--- Working data ---

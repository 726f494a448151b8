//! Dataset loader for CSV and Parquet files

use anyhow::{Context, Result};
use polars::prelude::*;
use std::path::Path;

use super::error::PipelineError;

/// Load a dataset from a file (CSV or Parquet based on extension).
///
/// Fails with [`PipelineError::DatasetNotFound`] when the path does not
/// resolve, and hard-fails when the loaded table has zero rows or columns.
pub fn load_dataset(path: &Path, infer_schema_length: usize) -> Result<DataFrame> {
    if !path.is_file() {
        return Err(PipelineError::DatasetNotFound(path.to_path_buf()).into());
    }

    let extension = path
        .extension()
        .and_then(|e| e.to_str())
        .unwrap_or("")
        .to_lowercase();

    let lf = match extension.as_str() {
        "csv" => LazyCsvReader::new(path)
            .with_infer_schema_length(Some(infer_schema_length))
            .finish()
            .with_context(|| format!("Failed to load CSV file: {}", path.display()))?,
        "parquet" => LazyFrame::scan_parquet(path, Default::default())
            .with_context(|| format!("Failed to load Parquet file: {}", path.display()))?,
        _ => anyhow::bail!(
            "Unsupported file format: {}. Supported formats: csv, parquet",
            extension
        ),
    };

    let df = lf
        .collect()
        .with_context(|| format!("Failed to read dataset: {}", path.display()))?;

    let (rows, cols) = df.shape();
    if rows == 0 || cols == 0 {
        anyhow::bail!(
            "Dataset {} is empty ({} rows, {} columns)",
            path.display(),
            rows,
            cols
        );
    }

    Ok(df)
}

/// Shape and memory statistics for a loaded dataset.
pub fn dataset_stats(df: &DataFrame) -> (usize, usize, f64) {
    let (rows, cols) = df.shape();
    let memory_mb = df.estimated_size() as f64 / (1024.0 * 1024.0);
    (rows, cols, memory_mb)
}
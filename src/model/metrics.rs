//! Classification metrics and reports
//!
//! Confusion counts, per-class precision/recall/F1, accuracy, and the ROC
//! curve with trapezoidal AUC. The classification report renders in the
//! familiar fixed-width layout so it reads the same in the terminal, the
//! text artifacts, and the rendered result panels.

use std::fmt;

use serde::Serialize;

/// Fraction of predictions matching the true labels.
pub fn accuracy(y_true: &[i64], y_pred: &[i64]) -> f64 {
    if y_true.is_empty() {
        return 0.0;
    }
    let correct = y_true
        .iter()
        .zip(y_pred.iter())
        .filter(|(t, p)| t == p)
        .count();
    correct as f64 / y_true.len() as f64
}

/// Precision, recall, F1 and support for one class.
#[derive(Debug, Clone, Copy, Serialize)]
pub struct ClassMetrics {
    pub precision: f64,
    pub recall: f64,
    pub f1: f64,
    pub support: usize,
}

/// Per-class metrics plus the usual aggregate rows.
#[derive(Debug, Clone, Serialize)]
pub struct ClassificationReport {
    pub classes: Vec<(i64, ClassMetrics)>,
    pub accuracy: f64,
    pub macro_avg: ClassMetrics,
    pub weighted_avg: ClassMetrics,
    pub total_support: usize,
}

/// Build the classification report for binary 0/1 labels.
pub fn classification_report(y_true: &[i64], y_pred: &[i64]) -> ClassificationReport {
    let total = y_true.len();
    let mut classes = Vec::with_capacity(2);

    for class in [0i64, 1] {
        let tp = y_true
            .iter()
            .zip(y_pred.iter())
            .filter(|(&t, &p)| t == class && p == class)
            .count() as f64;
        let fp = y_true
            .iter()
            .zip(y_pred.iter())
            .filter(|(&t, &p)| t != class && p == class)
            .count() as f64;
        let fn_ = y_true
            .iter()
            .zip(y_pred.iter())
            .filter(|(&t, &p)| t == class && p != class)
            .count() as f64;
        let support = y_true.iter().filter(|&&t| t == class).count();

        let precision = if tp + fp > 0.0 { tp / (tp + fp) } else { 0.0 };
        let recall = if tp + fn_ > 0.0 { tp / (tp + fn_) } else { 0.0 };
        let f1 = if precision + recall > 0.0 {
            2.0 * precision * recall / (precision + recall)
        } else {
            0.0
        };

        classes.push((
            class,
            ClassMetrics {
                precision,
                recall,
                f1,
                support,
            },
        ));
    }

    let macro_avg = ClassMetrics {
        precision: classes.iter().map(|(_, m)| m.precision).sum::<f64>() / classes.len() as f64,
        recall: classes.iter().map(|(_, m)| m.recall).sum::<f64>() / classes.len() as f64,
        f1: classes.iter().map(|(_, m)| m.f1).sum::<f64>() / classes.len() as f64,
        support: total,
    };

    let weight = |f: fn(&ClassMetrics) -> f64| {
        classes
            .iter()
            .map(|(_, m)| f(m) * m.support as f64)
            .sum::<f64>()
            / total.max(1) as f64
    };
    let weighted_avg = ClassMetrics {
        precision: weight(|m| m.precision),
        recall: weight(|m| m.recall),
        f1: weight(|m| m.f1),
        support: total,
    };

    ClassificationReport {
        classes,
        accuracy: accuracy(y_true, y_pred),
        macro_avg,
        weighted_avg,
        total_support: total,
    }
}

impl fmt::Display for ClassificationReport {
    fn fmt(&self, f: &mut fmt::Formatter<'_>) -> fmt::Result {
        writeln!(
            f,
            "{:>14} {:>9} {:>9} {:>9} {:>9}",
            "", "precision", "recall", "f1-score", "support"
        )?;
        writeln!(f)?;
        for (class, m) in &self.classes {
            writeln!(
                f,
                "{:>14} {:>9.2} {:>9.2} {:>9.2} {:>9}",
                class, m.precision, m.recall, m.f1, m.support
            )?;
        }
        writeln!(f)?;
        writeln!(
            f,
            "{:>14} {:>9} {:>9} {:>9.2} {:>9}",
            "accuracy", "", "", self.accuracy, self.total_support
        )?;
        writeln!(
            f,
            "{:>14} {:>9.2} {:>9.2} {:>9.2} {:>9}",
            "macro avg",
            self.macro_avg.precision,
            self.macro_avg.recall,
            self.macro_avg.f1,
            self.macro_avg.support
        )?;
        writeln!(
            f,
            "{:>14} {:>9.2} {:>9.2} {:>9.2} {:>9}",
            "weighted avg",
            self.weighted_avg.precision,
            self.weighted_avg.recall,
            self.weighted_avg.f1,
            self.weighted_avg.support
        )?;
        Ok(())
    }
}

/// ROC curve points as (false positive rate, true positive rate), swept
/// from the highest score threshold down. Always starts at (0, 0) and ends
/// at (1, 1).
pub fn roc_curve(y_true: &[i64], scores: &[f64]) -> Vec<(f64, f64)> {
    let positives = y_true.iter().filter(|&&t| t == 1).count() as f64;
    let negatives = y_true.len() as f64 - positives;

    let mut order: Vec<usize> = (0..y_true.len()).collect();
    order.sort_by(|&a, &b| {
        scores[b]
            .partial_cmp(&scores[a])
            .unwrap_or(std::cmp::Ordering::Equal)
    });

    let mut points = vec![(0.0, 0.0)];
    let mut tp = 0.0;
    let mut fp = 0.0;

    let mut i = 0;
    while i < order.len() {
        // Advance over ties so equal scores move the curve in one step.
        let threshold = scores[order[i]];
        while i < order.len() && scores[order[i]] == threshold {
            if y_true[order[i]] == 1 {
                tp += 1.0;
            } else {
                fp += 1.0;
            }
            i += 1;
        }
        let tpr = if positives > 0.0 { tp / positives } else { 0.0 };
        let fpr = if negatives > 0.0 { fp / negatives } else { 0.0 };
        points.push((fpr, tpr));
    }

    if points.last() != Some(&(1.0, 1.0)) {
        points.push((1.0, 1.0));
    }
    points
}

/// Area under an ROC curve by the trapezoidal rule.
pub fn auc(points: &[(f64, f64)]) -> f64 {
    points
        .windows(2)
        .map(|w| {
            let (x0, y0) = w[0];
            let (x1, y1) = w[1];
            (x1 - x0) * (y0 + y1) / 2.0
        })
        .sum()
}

---

Instructions to follow
Print the data word for word.

Response below
repository 726f494a448151b8
//! Dataset loader for CSV and Parquet files

use anyhow::{Context, Result};
use polars::prelude::*;
use std::path::Path;

use super::error::PipelineError;

/// Load a dataset from a file (CSV or Parquet based on extension).
///
/// Fails with [`PipelineError::DatasetNotFound`] when the path does not
/// resolve, and hard-fails when the loaded table has zero rows or columns.
pub fn load_dataset(path: &Path, infer_schema_length: usize) -> Result<DataFrame> {
    if !path.is_file() {
        return Err(PipelineError::DatasetNotFound(path.to_path_buf()).into());
    }

    let extension = path
        .extension()
        .and_then(|e| e.to_str())
        .unwrap_or("")
        .to_lowercase();

    let lf = match extension.as_str() {
        "csv" => LazyCsvReader::new(path)
            .with_infer_schema_length(Some(infer_schema_length))
            .finish()
            .with_context(|| format!("Failed to load CSV file: {}", path.display()))?,
        "parquet" => LazyFrame::scan_parquet(path, Default::default())
            .with_context(|| format!("Failed to load Parquet file: {}", path.display()))?,
        _ => anyhow::bail!(
            "Unsupported file format: {}. Supported formats: csv, parquet",
            extension
        ),
    };

    let df = lf
        .collect()
        .with_context(|| format!("Failed to read dataset: {}", path.display()))?;

    let (rows, cols) = df.shape();
    if rows == 0 || cols == 0 {
        anyhow::bail!(
            "Dataset {} is empty ({} rows, {} columns)",
            path.display(),
            rows,
            cols
        );
    }

    Ok(df)
}

/// Shape and memory statistics for a loaded dataset.
pub fn dataset_stats(df: &DataFrame) -> (usize, usize, f64) {
    let (rows, cols) = df.shape();
    let memory_mb = df.estimated_size() as f64 / (1024.0 * 1024.0);
    (rows, cols, memory_mb)
}
filename src/model/metrics.rs
//! Classification metrics and reports
//!
//! Confusion counts, per-class precision/recall/F1, accuracy, and the ROC
//! curve with trapezoidal AUC. The classification report renders in the
//! familiar fixed-width layout so it reads the same in the terminal, the
//! text artifacts, and the rendered result panels.

use std::fmt;

use serde::Serialize;

/// Fraction of predictions matching the true labels.
pub fn accuracy(y_true: &[i64], y_pred: &[i64]) -> f64 {
    if y_true.is_empty() {
        return 0.0;
    }
    let correct = y_true
        .iter()
        .zip(y_pred.iter())
        .filter(|(t, p)| t == p)
        .count();
    correct as f64 / y_true.len() as f64
}

/// Precision, recall, F1 and support for one class.
#[derive(Debug, Clone, Copy, Serialize)]
pub struct ClassMetrics {
    pub precision: f64,
    pub recall: f64,
    pub f1: f64,
    pub support: usize,
}

/// Per-class metrics plus the usual aggregate rows.
#[derive(Debug, Clone, Serialize)]
pub struct ClassificationReport {
    pub classes: Vec<(i64, ClassMetrics)>,
    pub accuracy: f64,
    pub macro_avg: ClassMetrics,
    pub weighted_avg: ClassMetrics,
    pub total_support: usize,
}

/// Build the classification report for binary 0/1 labels.
pub fn classification_report(y_true: &[i64], y_pred: &[i64]) -> ClassificationReport {
    let total = y_true.len();
    let mut classes = Vec::with_capacity(2);

    for class in [0i64, 1] {
        let tp = y_true
            .iter()
            .zip(y_pred.iter())
            .filter(|(&t, &p)| t == class && p == class)
            .count() as f64;
        let fp = y_true
            .iter()
            .zip(y_pred.iter())
            .filter(|(&t, &p)| t != class && p == class)
            .count() as f64;
        let fn_ = y_true
            .iter()
            .zip(y_pred.iter())
            .filter(|(&t, &p)| t == class && p != class)
            .count() as f64;
        let support = y_true.iter().filter(|&&t| t == class).count();

        let precision = if tp + fp > 0.0 { tp / (tp + fp) } else { 0.0 };
        let recall = if tp + fn_ > 0.0 { tp / (tp + fn_) } else { 0.0 };
        let f1 = if precision + recall > 0.0 {
            2.0 * precision * recall / (precision + recall)
        } else {
            0.0
        };

        classes.push((
            class,
            ClassMetrics {
                precision,
                recall,
                f1,
                support,
            },
        ));
    }

    let macro_avg = ClassMetrics {
        precision: classes.iter().map(|(_, m)| m.precision).sum::<f64>() / classes.len() as f64,
        recall: classes.iter().map(|(_, m)| m.recall).sum::<f64>() / classes.len() as f64,
        f1: classes.iter().map(|(_, m)| m.f1).sum::<f64>() / classes.len() as f64,
        support: total,
    };

    let weight = |f: fn(&ClassMetrics) -> f64| {
        classes
            .iter()
            .map(|(_, m)| f(m) * m.support as f64)
            .sum::<f64>()
            / total.max(1) as f64
    };
    let weighted_avg = ClassMetrics {
        precision: weight(|m| m.precision),
        recall: weight(|m| m.recall),
        f1: weight(|m| m.f1),
        support: total,
    };

    ClassificationReport {
        classes,
        accuracy: accuracy(y_true, y_pred),
        macro_avg,
        weighted_avg,
        total_support: total,
    }
}

impl fmt::Display for ClassificationReport {
    fn fmt(&self, f: &mut fmt::Formatter<'_>) -> fmt::Result {
        writeln!(
            f,
            "{:>14} {:>9} {:>9} {:>9} {:>9}",
            "", "precision", "recall", "f1-score", "support"
        )?;
        writeln!(f)?;
        for (class, m) in &self.classes {
            writeln!(
                f,
                "{:>14} {:>9.2} {:>9.2} {:>9.2} {:>9}",
                class, m.precision, m.recall, m.f1, m.support
            )?;
        }
        writeln!(f)?;
        writeln!(
            f,
            "{:>14} {:>9} {:>9} {:>9.2} {:>9}",
            "accuracy", "", "", self.accuracy, self.total_support
        )?;
        writeln!(
            f,
            "{:>14} {:>9.2} {:>9.2} {:>9.2} {:>9}",
            "macro avg",
            self.macro_avg.precision,
            self.macro_avg.recall,
            self.macro_avg.f1,
            self.macro_avg.support
        )?;
        writeln!(
            f,
            "{:>14} {:>9.2} {:>9.2} {:>9.2} {:>9}",
            "weighted avg",
            self.weighted_avg.precision,
            self.weighted_avg.recall,
            self.weighted_avg.f1,
            self.weighted_avg.support
        )?;
        Ok(())
    }
}

/// ROC curve points as (false positive rate, true positive rate), swept
/// from the highest score threshold down. Always starts at (0, 0) and ends
/// at (1, 1).
pub fn roc_curve(y_true: &[i64], scores: &[f64]) -> Vec<(f64, f64)> {
    let positives = y_true.iter().filter(|&&t| t == 1).count() as f64;
    let negatives = y_true.len() as f64 - positives;

    let mut order: Vec<usize> = (0..y_true.len()).collect();
    order.sort_by(|&a, &b| {
        scores[b]
            .partial_cmp(&scores[a])
            .unwrap_or(std::cmp::Ordering::Equal)
    });

    let mut points = vec![(0.0, 0.0)];
    let mut tp = 0.0;
    let mut fp = 0.0;

    let mut i = 0;
    while i < order.len() {
        // Advance over ties so equal scores move the curve in one step.
        let threshold = scores[order[i]];
        while i < order.len() && scores[order[i]] == threshold {
            if y_true[order[i]] == 1 {
                tp += 1.0;
            } else {
                fp += 1.0;
            }
            i += 1;
        }
        let tpr = if positives > 0.0 { tp / positives } else { 0.0 };
        let fpr = if negatives > 0.0 { fp / negatives } else { 0.0 };
        points.push((fpr, tpr));
    }

    if points.last() != Some(&(1.0, 1.0)) {
        points.push((1.0, 1.0));
    }
    points
}

/// Area under an ROC curve by the trapezoidal rule.
pub fn auc(points: &[(f64, f64)]) -> f64 {
    points
        .windows(2)
        .map(|w| {
            let (x0, y0) = w[0];
            let (x1, y1) = w[1];
            (x1 - x0) * (y0 + y1) / 2.0
        })
        .sum()
}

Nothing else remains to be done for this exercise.